Con Nico no tenemos mucho en común, más bien nada, y creo que por ello nos llevamos tan bien. Es el tipo menos pretencioso que conozco, pero costumbrista. Nico no tiene treinta años y ya esta casado (hace dos años) con una mujer fabulosa. Son de esas parejas que no tienen nada que ver conmigo, se fueron de luna de miel a Miami y a Disney (¿quién se va de luna de miel a Disney?) pero con las que la paso excelente. Nos divertimos juntos. No se bien de que hablo, me imagino que de cosas bastante cholulas, aunque la última vez que estuve en Buenos Aires tuvimos una charla política interesantísima. En algún lugar, Gise, la mujer de Nico, y él representan al votante medio, educado, clase-media alta de la capital, y escuchar algunos de sus reclamos, así como su visión de la política es muchas veces esclarecedor.
Todo esto para contarles que Nico me regalo un CD con la música que escuchamos en su auto en Buenos Aires la semana pasada cuando íbamos a comer. Vez, Nico tiene esas cosas buenas de mi mamá, sabe escuchar. Nico me escucho decirle que me gustaba mucha la música y sin decirme nada, ni esperar una ocasión especial, me grabo el CD y me lo regalo. Así fue que me traje este CD a Chicago.
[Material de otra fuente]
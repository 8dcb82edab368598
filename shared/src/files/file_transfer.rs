use std::collections::VecDeque;

use crate::{
    constants::{FILE_CHUNKS_IN_FLIGHT, FILE_CHUNK_SIZE, MAX_FILE_NAMES},
    files::{error::FileTransferError, file_store::FileStore},
};

struct Download {
    buffer: Vec<u8>,
    size: usize,
}

struct Upload {
    data: Vec<u8>,
    offset: usize,
}

/// Outcome of a received chunk
#[derive(Clone, Debug, PartialEq, Eq)]
pub enum ChunkOutcome {
    /// The server does not have the current file; it was dropped
    Skipped,
    Progress {
        name: String,
        received: usize,
        size: usize,
    },
    Completed { name: String },
}

/// Outcome of a request to upload a file
#[derive(Clone, Copy, Debug, PartialEq, Eq)]
pub enum UploadStart {
    /// Uploads are switched off
    Refused,
    /// No such file (or an empty one)
    Unavailable,
    Started { size: usize },
}

/// File download state of one connection. A client downloads the files its
/// ghost-always objects need; a server uploads them one at a time.
pub struct FileTransfer {
    missing_files: VecDeque<String>,
    download: Option<Download>,
    downloaded_count: u32,
    upload: Option<Upload>,
}

impl FileTransfer {
    pub fn new() -> Self {
        Self {
            missing_files: VecDeque::new(),
            download: None,
            downloaded_count: 0,
            upload: None,
        }
    }

    // Downloading

    /// Starts a download segment for `names`
    pub fn set_missing_files(&mut self, names: Vec<String>) {
        self.missing_files = names.into();
        self.downloaded_count = 0;
    }

    pub fn missing_files(&self) -> impl Iterator<Item = &String> {
        self.missing_files.iter()
    }

    pub fn downloaded_count(&self) -> u32 {
        self.downloaded_count
    }

    pub fn is_downloading(&self) -> bool {
        self.download.is_some()
    }

    /// Drops missing files that turned up meanwhile (or that may not be
    /// downloaded) and returns the names to request next, if any remain
    pub fn next_request(&mut self, store: &dyn FileStore, never_download: bool) -> Option<Vec<String>> {
        while let Some(name) = self.missing_files.front() {
            if !never_download && !store.exists(name) {
                break;
            }
            self.missing_files.pop_front();
        }
        if self.missing_files.is_empty() {
            return None;
        }
        Some(
            self.missing_files
                .iter()
                .take(MAX_FILE_NAMES)
                .cloned()
                .collect(),
        )
    }

    pub fn begin_download(&mut self, size: usize) {
        // SECURITY: the size is peer supplied; grow with the data instead
        let capacity = size.min(FILE_CHUNK_SIZE * FILE_CHUNKS_IN_FLIGHT);
        self.download = Some(Download {
            buffer: Vec::with_capacity(capacity),
            size,
        });
    }

    pub fn chunk_received(
        &mut self,
        data: &[u8],
        store: &mut dyn FileStore,
    ) -> Result<ChunkOutcome, FileTransferError> {
        if data.is_empty() {
            self.download = None;
            self.missing_files.pop_front();
            return Ok(ChunkOutcome::Skipped);
        }

        let download = self.download.as_mut().ok_or(FileTransferError::InvalidChunk)?;
        if download.buffer.len() + data.len() > download.size {
            return Err(FileTransferError::InvalidChunk);
        }
        download.buffer.extend_from_slice(data);

        let name = self
            .missing_files
            .front()
            .cloned()
            .ok_or(FileTransferError::InvalidChunk)?;
        if download.buffer.len() < download.size {
            return Ok(ChunkOutcome::Progress {
                name,
                received: download.buffer.len(),
                size: download.size,
            });
        }

        store.write(&name, &download.buffer)?;
        self.missing_files.pop_front();
        self.download = None;
        self.downloaded_count += 1;
        Ok(ChunkOutcome::Completed { name })
    }

    // Uploading

    pub fn start_upload(&mut self, name: &str, store: &dyn FileStore, never_upload: bool) -> UploadStart {
        if never_upload {
            return UploadStart::Refused;
        }
        match store.read(name) {
            Some(data) if !data.is_empty() => {
                let size = data.len();
                self.upload = Some(Upload { data, offset: 0 });
                UploadStart::Started { size }
            }
            _ => UploadStart::Unavailable,
        }
    }

    /// The next chunk of the current upload; None once it is all sent
    pub fn next_chunk(&mut self) -> Option<Vec<u8>> {
        let upload = self.upload.as_mut()?;
        let end = (upload.offset + FILE_CHUNK_SIZE).min(upload.data.len());
        if end == upload.offset {
            self.upload = None;
            return None;
        }
        let chunk = upload.data[upload.offset..end].to_vec();
        upload.offset = end;
        Some(chunk)
    }
}

impl Default for FileTransfer {
    fn default() -> Self {
        Self::new()
    }
}
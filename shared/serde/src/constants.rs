/// Largest datagram payload the connection layer will ever produce or accept
pub const MAX_PACKET_DATA_SIZE: usize = 1500;
pub const MAX_PACKET_DATA_SIZE_BITS: u32 = (MAX_PACKET_DATA_SIZE as u32) * 8;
Ayer me tocaba manejar sola por dos horas. Me agrada manejar, es mi momento zen a la Jon Stewart, pero por momentos me canso. Y después de una hora, un poco embolada, porque manejar en las rutas Yankees –cuando no nieva-- es muy embolante, apareció (mi ipod estaba en shuffle, dos de los mejores inventos de la historia contemporánea) You shook me all night long…. Fui muy feliz.